More thoughts but you will have to experiment as others have said. When you share to DVD out the back end of PrE and use the "Fit to Disc" it gives the bitrate to fill the disc in a little window there. I guess I need to ask the moderators if that is at a VBR or not. Anyway if you think it is too low you can put less on the disc. Getting more complex. Not sure what you have thought of already. I'm thinking my PrE puts a max of 8000 and a target of 6000 for default rates if I don't use the fit to disc but can't remember for sure. Haven't been able to do video for a while. too many interruptions and a mix of stuff to sort through on VHS tapes. We just recorded whatever on any tape we could grab lol.
Will you guys correct me if I'm wrong please. Just my take on things
I cannot understand putting so much energy in getting vhs on dvd as you can buy them in bluray, sharp images and beautiful colors. But that is me.
If it were old family movies I can understand but Disney stuff....
Fascinating isn't it. Why do we even bother with home video? I think for me the two key words here are Nostalgia and Memories. I'm approaching 65 and my kids are in their 30's and 40's. I'm not sure how old you are (women don't like to tell ha ha) but we grew up watching Disney together. We watch this old stuff to say "oh look, that's the way we were". Remembering the good times we think.
I have bought some of the newer Disney DVD's. But if you compare them side by side with the detail and color of the original, they are not the same. When I have read reviews on various remastered? old Disney that was a major complaint. People buy the new ones to share old memories.

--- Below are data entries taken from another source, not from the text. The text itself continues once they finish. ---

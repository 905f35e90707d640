use tokio::sync::oneshot;

use crate::{
    Account, AccountSelection, AccountSelectionRequest, NetworkAccountResolution, NetworkRegistry,
    Result,
};

/// Narrow a target network and candidate accounts to a single pair.
///
/// Zero or one candidate resolves without touching the selection surface;
/// more than one puts a prompt in front of the user and waits, unbounded, for
/// the confirmation. `Ok(None)` means the action cannot proceed: the network
/// is not among the enabled ones, there is no eligible account, or the prompt
/// was dismissed.
pub async fn select_network_account(
    registry: &dyn NetworkRegistry,
    selector: &dyn AccountSelection,
    network_id: &str,
    accounts: Vec<Account>,
) -> Result<Option<NetworkAccountResolution>> {
    let Some(network) = registry
        .enabled_networks()
        .await?
        .into_iter()
        .find(|network| network.id == network_id)
    else {
        return Ok(None);
    };

    match accounts.len() {
        0 => Ok(None),
        1 => Ok(accounts
            .into_iter()
            .next()
            .map(|account| NetworkAccountResolution { network, account })),
        _ => {
            let (respond, chosen) = oneshot::channel();

            selector.show_account_selection(AccountSelectionRequest {
                network: network.clone(),
                accounts,
                respond,
            });

            // the sender fires at most once; a dropped sender is a dismissal
            match chosen.await {
                Ok(account) => Ok(Some(NetworkAccountResolution { network, account })),
                Err(_) => {
                    tracing::debug!(network = %network_id, "account selection dismissed");
                    Ok(None)
                }
            }
        }
    }
}
use serde::{Deserialize, Serialize};
use std::time::SystemTime;

pub type NetworkId = String;

/// A network as exposed by the wallet's registry of enabled networks.
#[derive(Debug, Clone, PartialEq, Eq, Deserialize, Serialize)]
pub struct Network {
    pub id: NetworkId,
    pub name: String,
}

/// A candidate account on some network, eligible for a send/receive/swap action.
#[derive(Debug, Clone, PartialEq, Eq, Deserialize, Serialize)]
pub struct Account {
    pub id: String,
    pub name: String,
    pub address: String,
}

/// Raw outcome of a single latency probe against one endpoint.
///
/// Both fields are absent when the probe failed; `latest_block` alone may be
/// absent when the endpoint answered but returned an unparseable height.
#[derive(Debug, Clone, Default, PartialEq, Eq, Deserialize, Serialize)]
pub struct RpcProbeResult {
    pub response_time: Option<u64>,
    pub latest_block: Option<u64>,
}

/// Probe outcome persisted per network id.
///
/// Written only by the refresh path, replaced wholesale on every write.
/// Readers never trust anything derived from it without re-running the
/// classifier against `response_time`.
#[derive(Debug, Clone, Deserialize, Serialize)]
pub struct StoredRpcStatus {
    pub response_time: Option<u64>,
    pub latest_block: Option<u64>,
    #[serde(with = "system_time_serde")]
    pub updated_at: SystemTime,
}

/// Preset endpoint data for a network, as served by the registry.
#[derive(Debug, Clone, Default, Deserialize, Serialize)]
pub struct PresetRpcEndpoints {
    pub urls: Vec<String>,
    pub default_rpc_url: Option<String>,
}

/// Merged view of every RPC URL known for one network.
///
/// For preset networks `preset` is the vendor list and `custom` holds only
/// user-added URLs (disjoint by construction upstream). For user-added
/// networks `preset` stays empty and `custom` is the deduplicated union.
#[derive(Debug, Clone, Default, PartialEq, Eq, Deserialize, Serialize)]
pub struct NetworkRpcUrlSet {
    pub default_rpc: Option<String>,
    pub preset: Vec<String>,
    pub custom: Vec<String>,
}

/// The single (network, account) pair an action resolves to.
#[derive(Debug, Clone, PartialEq, Eq, Deserialize, Serialize)]
pub struct NetworkAccountResolution {
    pub network: Network,
    pub account: Account,
}

/**
 * SystemTime is not natively serializable, so status records carry it as
 * milliseconds since the unix epoch, which is also the shape the wallet
 * frontend persists.
 */
mod system_time_serde {
    use serde::{Deserialize, Deserializer, Serialize, Serializer};
    use std::time::{Duration, SystemTime, UNIX_EPOCH};

    pub fn serialize<S: Serializer>(time: &SystemTime, serializer: S) -> Result<S::Ok, S::Error> {
        let duration = time
            .duration_since(UNIX_EPOCH)
            .map_err(serde::ser::Error::custom)?;
        (duration.as_millis() as u64).serialize(serializer)
    }

    pub fn deserialize<'de, D: Deserializer<'de>>(deserializer: D) -> Result<SystemTime, D::Error> {
        let millis = u64::deserialize(deserializer)?;
        Ok(UNIX_EPOCH + Duration::from_millis(millis))
    }
}
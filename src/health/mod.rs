pub mod classify;
pub mod gate;
pub mod measure;

pub use classify::{speed_for_response_time, RpcSpeed, RpcSpeedTier, FAST_RESPONSE_TIME_MS};
pub use gate::{rpc_measure_status, RpcMeasureStatus, STATUS_STALE_AFTER};
pub use measure::{measure_rpc, MeasureResult};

Actually they were easy to do and helped me with the learning curve on Menus and Scene markers. (The worst part is the wear and tear on the tape player) When importing the tape you don't have to sort through to see what you want to save unless you don't want all the old previews. Just let it run for the length of the movie and stop the import. Go off and do something else if you want while the tape is running unless you think you are going to have glitches. Once you have it on the timeline it's easy to find some places to put some scene markers because it's digital. Zip back and forth through the movie. Find a Menu you like, copy some short clips out of the movie if you want to add animation to the Menus or Scenes and create a DVD that looks like the original (but has the scene markers to go to instead of having to run the tape to where you left off if you didn't watch the whole thing in one sitting)
Other notes. Unless you have a copy program for the newer DVD's do you want to loan them out? You have to remember who you loaned them to and hope they don't get ruined. How many things have you loaned out and had stuff happen. You spend $15 to $30 for each DVD you buy? I always have a spare DVD of what I've made and a copy on my hard drive so I can make more if somebody wants one. Costs me 40 cents for a disc and a case and they can keep it. I don't have to remember anything lol.
I dont mind telIing you or the world I am 61. I have watched Disney with the kids and now grandchild, and she brings along her BD disks to watch at our place...
In the past I have digitized super8 and vhs, just home movies.